(Saved entries)
----------
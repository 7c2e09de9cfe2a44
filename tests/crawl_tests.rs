//! Integration tests for the crawler
//!
//! These tests use wiremock to create mock HTTP servers and run the whole
//! pipeline (frontier, workers, sink, store) end-to-end.

use crawlstars::config::Config;
use crawlstars::crawler::{Crawler, WorkerExit};
use crawlstars::storage::{PageStore, SearchHit, SqliteStorage, StorageError, StorageResult};
use std::sync::Arc;
use tempfile::TempDir;
use wiremock::matchers::{method, path};
use wiremock::{Mock, MockServer, ResponseTemplate};

/// Creates a test configuration with short timeouts
fn create_test_config(max_crawls: u64) -> Config {
    let mut config = Config::default();
    config.crawler.max_crawls = max_crawls;
    config.crawler.idle_timeout_ms = 300;
    config.crawler.request_timeout_secs = 5;
    config
}

fn html_page(title: &str, body: &str) -> String {
    format!(
        "<html><head><title>{}</title></head><body>{}</body></html>",
        title, body
    )
}

async fn mount_page(server: &MockServer, route: &str, status: u16, body: String) {
    Mock::given(method("GET"))
        .and(path(route))
        .respond_with(
            ResponseTemplate::new(status)
                .set_body_string(body)
                .insert_header("content-type", "text/html"),
        )
        .mount(server)
        .await;
}

fn memory_store() -> Arc<SqliteStorage> {
    Arc::new(SqliteStorage::open_in_memory().expect("in-memory store"))
}

#[tokio::test(flavor = "multi_thread", worker_threads = 4)]
async fn test_full_crawl_small_site() {
    let server = MockServer::start().await;

    mount_page(
        &server,
        "/",
        200,
        html_page(
            "Home",
            r#"<p>Welcome to the home page of the test site.</p>
               <a href="/page1">Page 1</a>
               <a href="/page2">Page 2</a>
               <a href="mailto:owner@site.test">Mail</a>"#,
        ),
    )
    .await;
    mount_page(
        &server,
        "/page1",
        200,
        html_page(
            "Page 1",
            r#"<p>Astronomy facts about distant galaxies.</p><a href="/">Back home</a>"#,
        ),
    )
    .await;
    mount_page(&server, "/page2", 404, "gone".to_string()).await;

    let temp_dir = TempDir::new().unwrap();
    let db_path = temp_dir.path().join("crawl.db");

    let store = Arc::new(SqliteStorage::open(&db_path).unwrap());
    let crawler = Crawler::new(&create_test_config(100), store.clone()).unwrap();
    let report = crawler.start(&format!("{}/", server.uri()), 3).await;
    drop(crawler);
    drop(store);

    assert_eq!(report.attempted, 3);
    assert_eq!(report.succeeded, 2);
    assert_eq!(report.failed, 1);
    assert!(!report.stop_requested);
    assert_eq!(report.worker_exits.len(), 3);
    assert_eq!(report.exits_of(WorkerExit::IdleTimeout), 3);

    // Pages survive reopening the database
    let store = SqliteStorage::open(&db_path).unwrap();
    assert_eq!(store.count_pages().unwrap(), 2);

    let hits = store.search("galaxies", 10).unwrap();
    assert_eq!(hits.len(), 1);
    assert_eq!(hits[0].title, "Page 1");
    assert_eq!(hits[0].url, format!("{}/page1", server.uri()));
}

#[tokio::test(flavor = "multi_thread", worker_threads = 4)]
async fn test_limit_triggered_stop() {
    let server = MockServer::start().await;
    for i in 0..5 {
        mount_page(
            &server,
            &format!("/p{}", i),
            200,
            html_page(&format!("P{}", i), "<p>A page without any outbound links.</p>"),
        )
        .await;
    }

    let store = memory_store();
    let crawler = Crawler::new(&create_test_config(1), store.clone()).unwrap();
    for i in 1..5 {
        assert!(crawler.seed(&format!("{}/p{}", server.uri(), i)));
    }

    let report = crawler.start(&format!("{}/p0", server.uri()), 4).await;

    assert_eq!(report.succeeded, 1);
    assert_eq!(store.count_pages().unwrap(), 1);
    assert!(report.stop_requested);
    assert!(crawler.session().stop_requested());
    assert_eq!(report.attempted, 1);
    assert_eq!(report.exits_of(WorkerExit::LimitReached), 1);

    // Only the attempt inside the limit ever reached the network
    let requests = server.received_requests().await.unwrap();
    assert_eq!(requests.len(), 1);
}

#[tokio::test(flavor = "multi_thread", worker_threads = 4)]
async fn test_limit_holds_when_discovered_links_wake_idle_workers() {
    let server = MockServer::start().await;

    let links: String = (0..20)
        .map(|i| format!(r#"<a href="/link{}">Link</a>"#, i))
        .collect();
    mount_page(&server, "/", 200, html_page("Fan-out", &links)).await;
    for i in 0..20 {
        mount_page(
            &server,
            &format!("/link{}", i),
            200,
            html_page("Link", "<p>A page reached from the fan-out.</p>"),
        )
        .await;
    }

    let workers = 4;
    for _ in 0..5 {
        let store = memory_store();
        let crawler = Crawler::new(&create_test_config(1), store.clone()).unwrap();
        let report = crawler.start(&format!("{}/", server.uri()), workers).await;

        // Idle workers all wake on the seed's links; none may count past the limit
        assert!(report.attempted <= 1 + (workers as u64 - 1));
        assert_eq!(report.attempted, 1);
        assert_eq!(report.succeeded, 1);
        assert!(report.stop_requested);
        assert_eq!(report.exits_of(WorkerExit::LimitReached), 1);
        assert_eq!(store.count_pages().unwrap(), 1);
    }

    // Five crawls, one fetch each
    let requests = server.received_requests().await.unwrap();
    assert_eq!(requests.len(), 5);
}

#[tokio::test(flavor = "multi_thread", worker_threads = 4)]
async fn test_idle_shutdown() {
    let server = MockServer::start().await;
    mount_page(
        &server,
        "/",
        200,
        html_page("Lonely", "<p>This page links nowhere at all.</p>"),
    )
    .await;

    let store = memory_store();
    let crawler = Crawler::new(&create_test_config(100), store.clone()).unwrap();
    let report = crawler.start(&format!("{}/", server.uri()), 3).await;

    assert_eq!(report.attempted, 1);
    assert_eq!(report.succeeded, 1);
    assert_eq!(report.failed, 0);
    assert!(!report.stop_requested);
    assert_eq!(report.exits_of(WorkerExit::IdleTimeout), 3);
    assert_eq!(report.exits_of(WorkerExit::LimitReached), 0);
}

#[tokio::test(flavor = "multi_thread", worker_threads = 4)]
async fn test_duplicate_links_fetched_once() {
    let server = MockServer::start().await;

    Mock::given(method("GET"))
        .and(path("/"))
        .respond_with(ResponseTemplate::new(200).set_body_string(html_page(
            "Hub",
            r#"<a href="/">Self</a><a href="/a">A</a><a href="/a">A again</a>"#,
        )))
        .expect(1)
        .mount(&server)
        .await;

    Mock::given(method("GET"))
        .and(path("/a"))
        .respond_with(ResponseTemplate::new(200).set_body_string(html_page(
            "A",
            r#"<a href="/">Hub</a><a href="/a">Self</a>"#,
        )))
        .expect(1)
        .mount(&server)
        .await;

    let store = memory_store();
    let crawler = Crawler::new(&create_test_config(100), store.clone()).unwrap();
    let report = crawler.start(&format!("{}/", server.uri()), 4).await;

    assert_eq!(report.attempted, 2);
    assert_eq!(report.succeeded, 2);
    assert_eq!(crawler.visited().len(), 2);
    // Mock expectations are verified when the server drops
}

#[tokio::test(flavor = "multi_thread", worker_threads = 2)]
async fn test_full_frontier_drops_links() {
    let server = MockServer::start().await;

    let links: String = (0..5)
        .map(|i| format!(r#"<a href="/leaf{}">Leaf</a>"#, i))
        .collect();
    mount_page(&server, "/", 200, html_page("Root", &links)).await;
    for i in 0..5 {
        mount_page(
            &server,
            &format!("/leaf{}", i),
            200,
            html_page("Leaf", "<p>Leaf page body text.</p>"),
        )
        .await;
    }

    let mut config = create_test_config(100);
    config.crawler.frontier_capacity = 1;

    let store = memory_store();
    let crawler = Crawler::new(&config, store.clone()).unwrap();
    let report = crawler.start(&format!("{}/", server.uri()), 1).await;

    // The root plus the single link that fit
    assert_eq!(report.attempted, 2);
    assert_eq!(report.succeeded, 2);
    assert_eq!(store.count_pages().unwrap(), 2);
}

/// Store that refuses every write
struct FailingStore;

impl PageStore for FailingStore {
    fn upsert_page(&self, _url: &str, _title: &str, _content: &str) -> StorageResult<()> {
        Err(StorageError::Connect("store is down".to_string()))
    }

    fn search(&self, _query: &str, _limit: usize) -> StorageResult<Vec<SearchHit>> {
        Ok(Vec::new())
    }

    fn count_pages(&self) -> StorageResult<u64> {
        Ok(0)
    }
}

#[tokio::test(flavor = "multi_thread", worker_threads = 2)]
async fn test_persistence_failure_is_counted() {
    let server = MockServer::start().await;
    mount_page(
        &server,
        "/",
        200,
        html_page("Doomed", r#"<p>Nobody will store this page.</p><a href="/next">Next</a>"#),
    )
    .await;
    mount_page(
        &server,
        "/next",
        200,
        html_page("Next", "<p>Nor this one, sadly.</p>"),
    )
    .await;

    let crawler = Crawler::new(&create_test_config(100), Arc::new(FailingStore)).unwrap();
    let report = crawler.start(&format!("{}/", server.uri()), 2).await;

    // Storage failures do not stop discovery
    assert_eq!(report.attempted, 2);
    assert_eq!(report.succeeded, 0);
    assert_eq!(report.failed, 2);
}

#[tokio::test(flavor = "multi_thread", worker_threads = 2)]
async fn test_title_fallback_is_persisted() {
    let server = MockServer::start().await;
    let body = "<p>This body has plenty of text but the document carries no title element whatsoever.</p>";
    mount_page(
        &server,
        "/",
        200,
        format!("<html><body>{}</body></html>", body),
    )
    .await;

    let store = memory_store();
    let crawler = Crawler::new(&create_test_config(10), store.clone()).unwrap();
    crawler.start(&format!("{}/", server.uri()), 1).await;

    let hits = store.search("whatsoever", 10).unwrap();
    assert_eq!(hits.len(), 1);
    assert_eq!(
        hits[0].title,
        "This body has plenty of text but the document carr..."
    );
}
----------
Task to complete: Report, with no additional words, how many lines in the records above contain the word "async".

Exercise result: 9